- SUPPLIED DATA:
..............................

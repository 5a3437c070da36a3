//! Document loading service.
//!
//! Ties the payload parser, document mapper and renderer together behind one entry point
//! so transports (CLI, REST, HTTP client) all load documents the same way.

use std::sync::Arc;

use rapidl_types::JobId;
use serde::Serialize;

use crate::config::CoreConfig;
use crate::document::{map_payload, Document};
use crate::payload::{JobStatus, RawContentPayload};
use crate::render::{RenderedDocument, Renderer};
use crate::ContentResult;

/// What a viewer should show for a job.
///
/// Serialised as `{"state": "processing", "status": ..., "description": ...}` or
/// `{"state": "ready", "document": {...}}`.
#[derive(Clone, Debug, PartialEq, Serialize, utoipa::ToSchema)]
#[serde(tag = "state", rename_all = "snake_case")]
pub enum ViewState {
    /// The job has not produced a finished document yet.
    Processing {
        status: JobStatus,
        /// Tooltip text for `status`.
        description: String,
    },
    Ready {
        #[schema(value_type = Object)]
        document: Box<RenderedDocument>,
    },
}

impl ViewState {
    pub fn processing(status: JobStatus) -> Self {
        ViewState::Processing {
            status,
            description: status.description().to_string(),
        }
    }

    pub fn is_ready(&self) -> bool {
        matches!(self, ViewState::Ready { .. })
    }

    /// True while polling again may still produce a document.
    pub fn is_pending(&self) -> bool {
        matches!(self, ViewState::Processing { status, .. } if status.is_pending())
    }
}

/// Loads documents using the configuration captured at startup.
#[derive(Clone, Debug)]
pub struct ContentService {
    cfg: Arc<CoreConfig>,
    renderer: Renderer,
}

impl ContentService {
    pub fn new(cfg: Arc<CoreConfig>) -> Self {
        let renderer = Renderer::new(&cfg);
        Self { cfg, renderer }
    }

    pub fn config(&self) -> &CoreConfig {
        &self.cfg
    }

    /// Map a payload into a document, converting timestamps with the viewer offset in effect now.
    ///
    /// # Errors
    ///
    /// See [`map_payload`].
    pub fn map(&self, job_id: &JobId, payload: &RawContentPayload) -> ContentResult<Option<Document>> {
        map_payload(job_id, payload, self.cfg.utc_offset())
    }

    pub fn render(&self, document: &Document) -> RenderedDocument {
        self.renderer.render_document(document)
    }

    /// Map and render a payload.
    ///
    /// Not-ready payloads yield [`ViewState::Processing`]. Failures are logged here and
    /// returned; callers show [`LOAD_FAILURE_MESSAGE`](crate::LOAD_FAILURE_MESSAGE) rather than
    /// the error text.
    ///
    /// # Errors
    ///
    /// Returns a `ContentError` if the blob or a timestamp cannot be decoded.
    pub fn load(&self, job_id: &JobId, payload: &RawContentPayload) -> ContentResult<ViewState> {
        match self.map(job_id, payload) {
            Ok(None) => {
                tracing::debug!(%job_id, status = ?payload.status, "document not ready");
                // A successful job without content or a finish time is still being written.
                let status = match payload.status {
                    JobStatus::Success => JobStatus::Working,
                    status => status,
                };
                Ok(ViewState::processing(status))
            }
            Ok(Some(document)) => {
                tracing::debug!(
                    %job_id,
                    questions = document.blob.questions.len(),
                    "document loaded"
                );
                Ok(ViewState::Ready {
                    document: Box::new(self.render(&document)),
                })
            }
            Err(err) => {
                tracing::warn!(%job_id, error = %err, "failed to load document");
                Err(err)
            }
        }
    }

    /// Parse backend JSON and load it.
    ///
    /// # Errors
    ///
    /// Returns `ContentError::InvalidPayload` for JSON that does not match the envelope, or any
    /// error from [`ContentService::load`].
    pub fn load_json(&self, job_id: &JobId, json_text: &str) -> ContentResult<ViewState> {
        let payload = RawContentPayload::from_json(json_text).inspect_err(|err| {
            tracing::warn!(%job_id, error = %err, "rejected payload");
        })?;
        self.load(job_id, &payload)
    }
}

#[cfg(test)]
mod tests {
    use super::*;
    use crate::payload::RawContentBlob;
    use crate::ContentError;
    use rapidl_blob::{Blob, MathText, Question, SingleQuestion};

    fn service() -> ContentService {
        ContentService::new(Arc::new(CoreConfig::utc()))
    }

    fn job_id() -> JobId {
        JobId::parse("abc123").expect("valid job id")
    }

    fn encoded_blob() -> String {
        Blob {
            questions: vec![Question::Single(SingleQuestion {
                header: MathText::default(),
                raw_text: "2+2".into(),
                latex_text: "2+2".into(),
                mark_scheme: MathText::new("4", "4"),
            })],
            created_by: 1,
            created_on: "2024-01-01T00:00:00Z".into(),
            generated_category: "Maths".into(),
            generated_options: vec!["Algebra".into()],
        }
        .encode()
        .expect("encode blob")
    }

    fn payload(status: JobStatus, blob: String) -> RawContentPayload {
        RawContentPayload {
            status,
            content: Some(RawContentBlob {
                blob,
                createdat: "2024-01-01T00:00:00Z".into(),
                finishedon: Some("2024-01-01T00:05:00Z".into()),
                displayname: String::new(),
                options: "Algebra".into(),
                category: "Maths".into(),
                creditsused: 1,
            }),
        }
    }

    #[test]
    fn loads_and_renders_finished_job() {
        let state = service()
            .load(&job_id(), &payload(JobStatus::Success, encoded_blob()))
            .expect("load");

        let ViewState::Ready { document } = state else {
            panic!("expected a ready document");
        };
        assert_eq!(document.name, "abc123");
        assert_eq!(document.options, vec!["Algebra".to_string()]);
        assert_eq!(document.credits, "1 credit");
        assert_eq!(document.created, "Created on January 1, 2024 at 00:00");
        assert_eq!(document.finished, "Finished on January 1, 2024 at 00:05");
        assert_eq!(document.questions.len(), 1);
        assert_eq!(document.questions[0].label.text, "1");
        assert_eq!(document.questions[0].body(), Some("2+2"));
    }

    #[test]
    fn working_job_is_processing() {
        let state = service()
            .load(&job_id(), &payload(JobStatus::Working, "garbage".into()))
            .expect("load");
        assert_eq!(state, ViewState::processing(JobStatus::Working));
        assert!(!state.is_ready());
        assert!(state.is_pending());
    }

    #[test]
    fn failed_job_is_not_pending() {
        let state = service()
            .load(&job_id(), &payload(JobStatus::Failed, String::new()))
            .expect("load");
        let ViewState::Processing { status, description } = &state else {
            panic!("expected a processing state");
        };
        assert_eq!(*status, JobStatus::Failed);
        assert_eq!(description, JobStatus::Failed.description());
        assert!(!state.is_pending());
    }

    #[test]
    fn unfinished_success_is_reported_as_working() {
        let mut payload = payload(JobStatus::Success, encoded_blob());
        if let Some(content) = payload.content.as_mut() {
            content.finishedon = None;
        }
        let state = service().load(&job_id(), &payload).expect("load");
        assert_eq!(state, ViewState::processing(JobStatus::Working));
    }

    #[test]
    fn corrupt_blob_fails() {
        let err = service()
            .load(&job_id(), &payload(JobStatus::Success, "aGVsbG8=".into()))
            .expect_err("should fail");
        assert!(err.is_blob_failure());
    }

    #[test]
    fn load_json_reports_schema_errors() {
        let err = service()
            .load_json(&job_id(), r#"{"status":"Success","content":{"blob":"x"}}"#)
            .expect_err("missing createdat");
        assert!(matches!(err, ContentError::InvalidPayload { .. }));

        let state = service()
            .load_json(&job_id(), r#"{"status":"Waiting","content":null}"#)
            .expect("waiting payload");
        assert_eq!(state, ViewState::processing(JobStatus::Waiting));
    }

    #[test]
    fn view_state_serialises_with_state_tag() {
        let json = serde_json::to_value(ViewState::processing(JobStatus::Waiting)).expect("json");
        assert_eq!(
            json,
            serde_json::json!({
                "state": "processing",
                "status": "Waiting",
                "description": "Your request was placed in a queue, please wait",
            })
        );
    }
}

..............................

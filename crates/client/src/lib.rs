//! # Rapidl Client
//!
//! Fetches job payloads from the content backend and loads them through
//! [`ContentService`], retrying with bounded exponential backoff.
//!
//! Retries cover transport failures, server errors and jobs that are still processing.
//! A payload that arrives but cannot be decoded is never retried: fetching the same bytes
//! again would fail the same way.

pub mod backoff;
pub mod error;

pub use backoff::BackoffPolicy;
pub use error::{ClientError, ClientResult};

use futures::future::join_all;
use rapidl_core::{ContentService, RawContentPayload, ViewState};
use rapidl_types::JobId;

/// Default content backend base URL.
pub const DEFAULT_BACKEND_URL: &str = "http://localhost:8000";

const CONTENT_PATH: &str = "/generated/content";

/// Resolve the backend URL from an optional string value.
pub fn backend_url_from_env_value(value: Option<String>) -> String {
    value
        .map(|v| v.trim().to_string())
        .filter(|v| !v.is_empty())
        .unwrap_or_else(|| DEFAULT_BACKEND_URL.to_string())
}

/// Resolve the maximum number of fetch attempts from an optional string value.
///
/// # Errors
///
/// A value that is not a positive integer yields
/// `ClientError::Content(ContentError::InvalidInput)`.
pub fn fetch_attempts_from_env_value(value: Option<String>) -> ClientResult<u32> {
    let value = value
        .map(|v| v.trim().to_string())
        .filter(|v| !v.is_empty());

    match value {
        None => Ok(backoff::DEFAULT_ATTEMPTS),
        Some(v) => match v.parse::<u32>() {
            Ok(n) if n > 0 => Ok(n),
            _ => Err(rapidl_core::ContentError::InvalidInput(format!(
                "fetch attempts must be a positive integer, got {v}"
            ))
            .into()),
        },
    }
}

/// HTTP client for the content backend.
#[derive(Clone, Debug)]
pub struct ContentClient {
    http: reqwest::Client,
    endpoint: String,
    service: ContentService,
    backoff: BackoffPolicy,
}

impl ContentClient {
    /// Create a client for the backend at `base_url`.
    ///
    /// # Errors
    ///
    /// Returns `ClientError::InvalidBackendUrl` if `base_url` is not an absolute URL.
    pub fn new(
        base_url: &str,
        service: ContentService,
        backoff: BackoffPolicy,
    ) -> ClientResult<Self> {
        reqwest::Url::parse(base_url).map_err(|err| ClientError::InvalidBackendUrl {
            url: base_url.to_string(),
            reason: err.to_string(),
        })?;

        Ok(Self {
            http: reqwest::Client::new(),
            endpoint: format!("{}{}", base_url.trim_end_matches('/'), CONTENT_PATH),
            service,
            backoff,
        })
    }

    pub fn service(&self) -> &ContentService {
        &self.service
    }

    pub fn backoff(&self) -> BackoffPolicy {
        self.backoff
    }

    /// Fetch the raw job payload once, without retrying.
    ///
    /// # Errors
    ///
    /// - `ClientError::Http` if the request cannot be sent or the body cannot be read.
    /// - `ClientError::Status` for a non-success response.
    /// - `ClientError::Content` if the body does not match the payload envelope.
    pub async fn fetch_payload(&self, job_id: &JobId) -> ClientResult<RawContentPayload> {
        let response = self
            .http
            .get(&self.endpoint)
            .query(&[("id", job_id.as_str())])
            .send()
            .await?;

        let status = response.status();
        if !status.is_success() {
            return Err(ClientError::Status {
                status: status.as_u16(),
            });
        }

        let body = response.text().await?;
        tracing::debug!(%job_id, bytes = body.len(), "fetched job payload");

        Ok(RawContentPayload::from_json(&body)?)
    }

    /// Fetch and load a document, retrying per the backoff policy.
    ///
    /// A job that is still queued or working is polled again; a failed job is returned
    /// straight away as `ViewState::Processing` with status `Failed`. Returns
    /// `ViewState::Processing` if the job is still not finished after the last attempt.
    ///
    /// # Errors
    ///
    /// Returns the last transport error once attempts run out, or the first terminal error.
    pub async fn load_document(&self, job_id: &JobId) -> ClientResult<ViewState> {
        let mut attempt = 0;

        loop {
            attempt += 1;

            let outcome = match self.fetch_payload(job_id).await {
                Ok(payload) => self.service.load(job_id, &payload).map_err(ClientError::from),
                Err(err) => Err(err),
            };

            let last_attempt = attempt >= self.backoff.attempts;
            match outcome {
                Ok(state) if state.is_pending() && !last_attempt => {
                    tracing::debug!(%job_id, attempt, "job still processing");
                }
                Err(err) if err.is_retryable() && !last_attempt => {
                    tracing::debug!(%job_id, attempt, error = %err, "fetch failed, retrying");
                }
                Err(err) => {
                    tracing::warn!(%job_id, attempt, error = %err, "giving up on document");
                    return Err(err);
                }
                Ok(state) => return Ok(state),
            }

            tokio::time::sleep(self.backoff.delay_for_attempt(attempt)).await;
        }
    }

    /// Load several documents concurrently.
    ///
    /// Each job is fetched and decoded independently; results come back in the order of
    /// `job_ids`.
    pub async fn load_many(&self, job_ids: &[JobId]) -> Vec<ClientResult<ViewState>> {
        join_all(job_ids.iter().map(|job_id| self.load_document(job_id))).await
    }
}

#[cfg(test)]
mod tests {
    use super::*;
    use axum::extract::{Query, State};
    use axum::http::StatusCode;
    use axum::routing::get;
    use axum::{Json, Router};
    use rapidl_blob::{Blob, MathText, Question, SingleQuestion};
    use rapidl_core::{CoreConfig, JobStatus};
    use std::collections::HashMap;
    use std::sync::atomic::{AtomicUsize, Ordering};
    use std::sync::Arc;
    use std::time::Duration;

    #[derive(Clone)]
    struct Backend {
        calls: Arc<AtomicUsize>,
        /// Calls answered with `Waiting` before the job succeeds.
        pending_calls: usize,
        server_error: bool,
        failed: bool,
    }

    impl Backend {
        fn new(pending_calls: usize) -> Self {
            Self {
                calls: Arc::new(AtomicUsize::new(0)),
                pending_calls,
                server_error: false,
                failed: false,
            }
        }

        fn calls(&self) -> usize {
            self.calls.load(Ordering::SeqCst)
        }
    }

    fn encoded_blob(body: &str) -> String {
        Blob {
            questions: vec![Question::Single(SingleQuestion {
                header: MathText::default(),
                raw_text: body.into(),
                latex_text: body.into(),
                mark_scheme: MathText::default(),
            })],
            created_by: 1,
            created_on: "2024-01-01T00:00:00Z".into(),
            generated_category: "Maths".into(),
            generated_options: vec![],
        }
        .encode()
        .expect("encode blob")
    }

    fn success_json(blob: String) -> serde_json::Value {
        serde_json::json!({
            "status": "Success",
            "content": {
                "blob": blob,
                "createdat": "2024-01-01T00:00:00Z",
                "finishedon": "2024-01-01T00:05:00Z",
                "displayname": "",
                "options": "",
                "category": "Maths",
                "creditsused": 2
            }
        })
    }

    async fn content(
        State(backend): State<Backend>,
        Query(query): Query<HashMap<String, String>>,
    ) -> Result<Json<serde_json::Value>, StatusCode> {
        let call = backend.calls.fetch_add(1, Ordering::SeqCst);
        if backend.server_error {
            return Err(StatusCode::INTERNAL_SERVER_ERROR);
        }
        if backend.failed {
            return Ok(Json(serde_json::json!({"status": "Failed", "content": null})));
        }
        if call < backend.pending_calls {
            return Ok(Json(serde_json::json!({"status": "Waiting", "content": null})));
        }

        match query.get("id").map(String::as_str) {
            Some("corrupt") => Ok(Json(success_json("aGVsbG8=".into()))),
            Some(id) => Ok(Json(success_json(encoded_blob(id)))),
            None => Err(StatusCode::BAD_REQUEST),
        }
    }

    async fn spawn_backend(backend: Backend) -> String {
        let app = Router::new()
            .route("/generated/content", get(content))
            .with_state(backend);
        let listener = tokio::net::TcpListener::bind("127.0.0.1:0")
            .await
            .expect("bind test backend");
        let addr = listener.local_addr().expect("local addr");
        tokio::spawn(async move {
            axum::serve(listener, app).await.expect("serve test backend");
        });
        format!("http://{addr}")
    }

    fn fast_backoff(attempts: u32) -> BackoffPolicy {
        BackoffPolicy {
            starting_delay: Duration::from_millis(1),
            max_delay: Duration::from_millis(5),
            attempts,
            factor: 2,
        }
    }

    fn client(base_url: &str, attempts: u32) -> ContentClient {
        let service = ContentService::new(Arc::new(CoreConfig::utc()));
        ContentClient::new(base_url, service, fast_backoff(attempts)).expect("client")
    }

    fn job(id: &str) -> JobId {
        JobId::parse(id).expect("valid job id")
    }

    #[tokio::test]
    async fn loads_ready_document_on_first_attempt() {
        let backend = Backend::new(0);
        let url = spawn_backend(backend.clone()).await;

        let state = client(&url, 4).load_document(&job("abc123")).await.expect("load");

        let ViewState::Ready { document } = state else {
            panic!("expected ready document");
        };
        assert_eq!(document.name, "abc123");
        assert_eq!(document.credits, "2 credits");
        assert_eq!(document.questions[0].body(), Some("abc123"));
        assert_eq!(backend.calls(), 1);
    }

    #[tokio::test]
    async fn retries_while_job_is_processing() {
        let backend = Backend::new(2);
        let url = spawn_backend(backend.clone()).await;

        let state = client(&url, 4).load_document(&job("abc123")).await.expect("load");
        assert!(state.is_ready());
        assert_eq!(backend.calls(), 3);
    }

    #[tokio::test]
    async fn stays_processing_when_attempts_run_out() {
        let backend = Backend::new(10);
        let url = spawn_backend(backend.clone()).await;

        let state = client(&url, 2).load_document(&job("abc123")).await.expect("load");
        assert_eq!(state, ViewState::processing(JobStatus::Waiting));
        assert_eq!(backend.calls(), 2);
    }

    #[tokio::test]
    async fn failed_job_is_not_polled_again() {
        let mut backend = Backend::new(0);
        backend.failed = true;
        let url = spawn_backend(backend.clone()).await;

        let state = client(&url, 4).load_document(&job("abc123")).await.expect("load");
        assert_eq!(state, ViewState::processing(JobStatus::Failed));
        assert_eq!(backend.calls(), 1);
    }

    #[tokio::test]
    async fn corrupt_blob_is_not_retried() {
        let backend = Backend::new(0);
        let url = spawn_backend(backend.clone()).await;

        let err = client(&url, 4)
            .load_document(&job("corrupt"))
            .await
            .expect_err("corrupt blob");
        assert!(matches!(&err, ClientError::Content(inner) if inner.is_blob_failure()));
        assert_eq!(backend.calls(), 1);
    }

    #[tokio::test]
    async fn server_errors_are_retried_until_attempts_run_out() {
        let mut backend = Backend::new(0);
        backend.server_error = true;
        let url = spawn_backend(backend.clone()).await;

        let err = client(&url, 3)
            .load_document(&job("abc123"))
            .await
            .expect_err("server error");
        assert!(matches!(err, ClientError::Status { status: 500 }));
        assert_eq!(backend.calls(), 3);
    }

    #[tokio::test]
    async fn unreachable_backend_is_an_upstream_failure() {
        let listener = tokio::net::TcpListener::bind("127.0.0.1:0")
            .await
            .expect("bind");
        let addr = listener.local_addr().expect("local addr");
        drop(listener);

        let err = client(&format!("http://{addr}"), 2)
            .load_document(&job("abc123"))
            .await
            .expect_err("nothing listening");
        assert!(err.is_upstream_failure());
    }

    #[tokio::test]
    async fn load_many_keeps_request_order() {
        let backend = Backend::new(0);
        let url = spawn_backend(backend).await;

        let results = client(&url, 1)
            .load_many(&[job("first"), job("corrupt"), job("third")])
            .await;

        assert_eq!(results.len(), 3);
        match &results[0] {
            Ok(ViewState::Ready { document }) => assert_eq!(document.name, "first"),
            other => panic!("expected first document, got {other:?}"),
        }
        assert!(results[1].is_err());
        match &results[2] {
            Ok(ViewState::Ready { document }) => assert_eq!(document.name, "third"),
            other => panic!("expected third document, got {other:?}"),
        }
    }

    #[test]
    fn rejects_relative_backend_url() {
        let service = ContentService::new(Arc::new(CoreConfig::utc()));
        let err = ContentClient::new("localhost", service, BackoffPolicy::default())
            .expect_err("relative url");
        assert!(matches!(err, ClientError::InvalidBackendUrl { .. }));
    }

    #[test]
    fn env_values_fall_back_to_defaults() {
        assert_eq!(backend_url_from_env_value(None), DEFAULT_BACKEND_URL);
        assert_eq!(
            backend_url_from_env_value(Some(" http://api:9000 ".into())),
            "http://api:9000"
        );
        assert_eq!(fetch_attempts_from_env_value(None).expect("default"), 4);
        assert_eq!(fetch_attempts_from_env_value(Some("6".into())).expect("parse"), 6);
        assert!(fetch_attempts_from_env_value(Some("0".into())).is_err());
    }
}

..............................

- YOUR INSTRUCTIONS:
The number alone, please: how many lines in the data contain the string "still"?

- WRITTEN RESPONSE:
6